Nice blog! Great story. Congrats on the brush with fame.

Wonder whose blog gets more readers, yours or his.

4/19/2005 05:36:00 PM  
Anonymous Anonymous said...

Yeah, I bet they're neck and neck LOL!

Congrats, again!

4/19/2005 07:15:00 PM  
Blogger Stewie said...

lol.

Ace rules.

No doubt he does.

No doubt at all.

I have maybe 6 readers, I can only imagine what he has (he gets hundreds of emails a week, so that would say something).

Thanks again!

4/19/2005 07:27:00 PM  
Anonymous Anonymous said...

It was Roger that slid down the escalator in DotD, not Stephen.

You Cock. :p

4/21/2005 09:10:00 AM  
Blogger Stewie said...

Make sure you read my upcoming blog on "people who correct me can eat my ass."

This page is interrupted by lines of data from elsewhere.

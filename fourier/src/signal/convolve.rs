//! Linear convolution of real 1D signals computed through the FFT.

use crate::error::Error;
use crate::kernel::{ConfigError, ExecInvariantViolation, KernelLifecycle, Read1D, Write1D};
use crate::signal::traits::Convolve1D;
use core::fmt;
use core::str::FromStr;
use fourier_core::num_rs::{fft, ifft, next_pow2_len};
use ndarray::Array1;
use num_traits::Float;
use rustfft::num_complex::Complex;
use rustfft::FftNum;

/// Convolution mode determines the output size.
#[derive(Debug, Clone, Copy, PartialEq, Eq, Default)]
pub enum ConvolveMode {
    /// Every point of overlap, output size is `in1.len() + in2.len() - 1`.
    #[default]
    Full,
    /// Centered on the full output, size is `max(in1.len(), in2.len())`.
    Same,
}

impl ConvolveMode {
    /// Mode flags accepted by [`ConvolveMode::from_str`].
    pub const ACCEPTED: [&'static str; 2] = ["same", "full"];

    /// Output length for inputs of lengths `n1` and `n2`, both non-zero.
    pub fn output_len(self, n1: usize, n2: usize) -> usize {
        match self {
            ConvolveMode::Full => n1 + n2 - 1,
            ConvolveMode::Same => n1.max(n2),
        }
    }

    /// Number of leading samples dropped from the full convolution.
    fn leading_trim(self, n1: usize, n2: usize) -> usize {
        match self {
            ConvolveMode::Full => 0,
            ConvolveMode::Same => (n1 + n2 - 1 - n1.max(n2)) / 2,
        }
    }
}

impl FromStr for ConvolveMode {
    type Err = Error;

    fn from_str(s: &str) -> Result<Self, Self::Err> {
        match s {
            "full" => Ok(ConvolveMode::Full),
            "same" => Ok(ConvolveMode::Same),
            _ => Err(Error::InvalidArg {
                arg: "mode".to_string(),
                reason: "Acceptable mode flags are 'same' or 'full'.".to_string(),
            }),
        }
    }
}

impl fmt::Display for ConvolveMode {
    fn fmt(&self, f: &mut fmt::Formatter<'_>) -> fmt::Result {
        match self {
            ConvolveMode::Full => f.write_str("full"),
            ConvolveMode::Same => f.write_str("same"),
        }
    }
}

impl From<ConvolveMode> for fourier_core::num_rs::ConvolveMode {
    fn from(value: ConvolveMode) -> Self {
        match value {
            ConvolveMode::Full => fourier_core::num_rs::ConvolveMode::Full,
            ConvolveMode::Same => fourier_core::num_rs::ConvolveMode::Same,
        }
    }
}

/// Constructor config for [`ConvolveKernel`].
#[derive(Debug, Clone, Copy, PartialEq, Eq, Default)]
pub struct ConvolveConfig {
    /// Output-length mode.
    pub mode: ConvolveMode,
}

/// Trait-first FFT convolution kernel.
#[derive(Debug, Clone, Copy, PartialEq, Eq)]
pub struct ConvolveKernel {
    mode: ConvolveMode,
}

impl ConvolveKernel {
    /// Return configured mode.
    pub fn mode(&self) -> ConvolveMode {
        self.mode
    }
}

impl KernelLifecycle for ConvolveKernel {
    type Config = ConvolveConfig;

    fn try_new(config: Self::Config) -> Result<Self, ConfigError> {
        Ok(Self { mode: config.mode })
    }
}

fn check_inputs<F>(in1: &[F], in2: &[F]) -> Result<(), ExecInvariantViolation> {
    if in1.is_empty() || in2.is_empty() {
        return Err(ExecInvariantViolation::InvalidState {
            reason: "convolve inputs must be non-empty",
        });
    }
    Ok(())
}

impl<F> Convolve1D<F> for ConvolveKernel
where
    F: Float + FftNum,
{
    fn run_into<I1, I2, O>(
        &self,
        in1: &I1,
        in2: &I2,
        out: &mut O,
    ) -> Result<(), ExecInvariantViolation>
    where
        I1: Read1D<F> + ?Sized,
        I2: Read1D<F> + ?Sized,
        O: Write1D<F> + ?Sized,
    {
        let in1 = in1.read_slice().map_err(ExecInvariantViolation::from)?;
        let in2 = in2.read_slice().map_err(ExecInvariantViolation::from)?;
        check_inputs(in1, in2)?;
        let out = out
            .write_slice_mut()
            .map_err(ExecInvariantViolation::from)?;
        let expected = self.mode.output_len(in1.len(), in2.len());
        if out.len() != expected {
            return Err(ExecInvariantViolation::LengthMismatch {
                arg: "out",
                expected,
                got: out.len(),
            });
        }
        let y = fft_convolve_impl(in1, in2, self.mode)?;
        out.copy_from_slice(&y);
        Ok(())
    }

    fn run_alloc<I1, I2>(&self, in1: &I1, in2: &I2) -> Result<Vec<F>, ExecInvariantViolation>
    where
        I1: Read1D<F> + ?Sized,
        I2: Read1D<F> + ?Sized,
    {
        let in1 = in1.read_slice().map_err(ExecInvariantViolation::from)?;
        let in2 = in2.read_slice().map_err(ExecInvariantViolation::from)?;
        check_inputs(in1, in2)?;
        fft_convolve_impl(in1, in2, self.mode)
    }
}

fn fft_convolve_impl<F>(
    f1: &[F],
    f2: &[F],
    mode: ConvolveMode,
) -> Result<Vec<F>, ExecInvariantViolation>
where
    F: Float + FftNum,
{
    let full_size = f1.len() + f2.len() - 1;
    // Padding to at least `full_size` keeps the circular product linear
    let fft_size = next_pow2_len(full_size);
    tracing::debug!(
        n1 = f1.len(),
        n2 = f2.len(),
        full_size,
        fft_size,
        %mode,
        "fft convolve"
    );

    let lift = |x: &[F]| {
        x.iter()
            .map(|&v| Complex::new(v, F::zero()))
            .collect::<Array1<_>>()
    };
    let spec1 = fft(lift(f1).view(), Some(fft_size))?;
    let spec2 = fft(lift(f2).view(), Some(fft_size))?;
    let product = &spec1 * &spec2;
    let convolved = ifft(product.view(), None)?;

    let start = mode.leading_trim(f1.len(), f2.len());
    let len = mode.output_len(f1.len(), f2.len());
    Ok(convolved
        .iter()
        .skip(start)
        .take(len)
        .map(|c| c.re)
        .collect())
}

/// Convolve two real signals using the FFT.
///
/// Both signals are zero-padded to the next power of two at or above
/// `len(f1) + len(f2) - 1`, multiplied in the frequency domain, and
/// transformed back; the real part of the result is returned.
///
/// * `"full"` returns all `len(f1) + len(f2) - 1` samples.
/// * `"same"` returns `max(len(f1), len(f2))` samples centered on the full
///   output: `(full - max) / 2` samples are dropped from the front and the
///   remainder from the back, the back taking the extra sample when the
///   split is uneven. The leading offset is `(min(len) - 1) / 2` for every
///   length pair. The output length stays `max(len)` even when the lengths
///   differ in parity or the shorter signal has a single sample, where a
///   parity-based symmetric trim would give one sample more, one fewer, or
///   none at all.
///
/// The mode is validated before any computation.
///
/// ```
/// use fourier::signal::convolve::fft_convolve;
///
/// let y = fft_convolve(&[1.0f64, 2.0, 3.0], &[0.0, 1.0, 0.5], "same").unwrap();
/// let expected = [1.0, 2.5, 4.0];
/// for (a, b) in y.iter().zip(expected.iter()) {
///     assert!((a - b).abs() < 1e-12);
/// }
///
/// assert!(fft_convolve(&[1.0f64], &[1.0], "bogus").is_err());
/// ```
///
/// # Errors
/// [`Error::InvalidArg`] naming the accepted flags when `mode` is neither
/// `"full"` nor `"same"`; [`Error::ExecInvariantViolation`] when either
/// signal is empty.
pub fn fft_convolve<F>(f1: &[F], f2: &[F], mode: &str) -> Result<Vec<F>, Error>
where
    F: Float + FftNum,
{
    let mode: ConvolveMode = mode.parse()?;
    let kernel = ConvolveKernel::try_new(ConvolveConfig { mode })?;
    Ok(kernel.run_alloc(f1, f2)?)
}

The Hitman has to read it, too.

An email has already been sent asking for the correction.

Fuckwad.




:-)

4/21/2005 10:04:00 AM  
Anonymous Anonymous said...

munch...munch...munch

Ken Foree is the black SWAT guy too. Not Tony Todd.

4/21/2005 06:38:00 PM  
Blogger Stewie said...

Ken Foree? WTF?

Then what was Tony Todd in?

hahaha. I had forgotten about that.

4/22/2005 03:48:00 AM  
Blogger Nicki said...

CandyMan?

Gee, if I know that and you don't, you should feel embarrassed.

4/22/2005 11:33:00 AM  
Blogger Unknown said...

OMFG! You blew your guest blog with all kind of referenced to movies you've never even seen!

4/22/2005 01:32:00 PM  
Blogger Stewie said...

freak - inside joke. You haven't been at HT long enough. I'll splain it when I get home.

lance - I would say fuck off, but your LFH. I guess I'll just have to take it.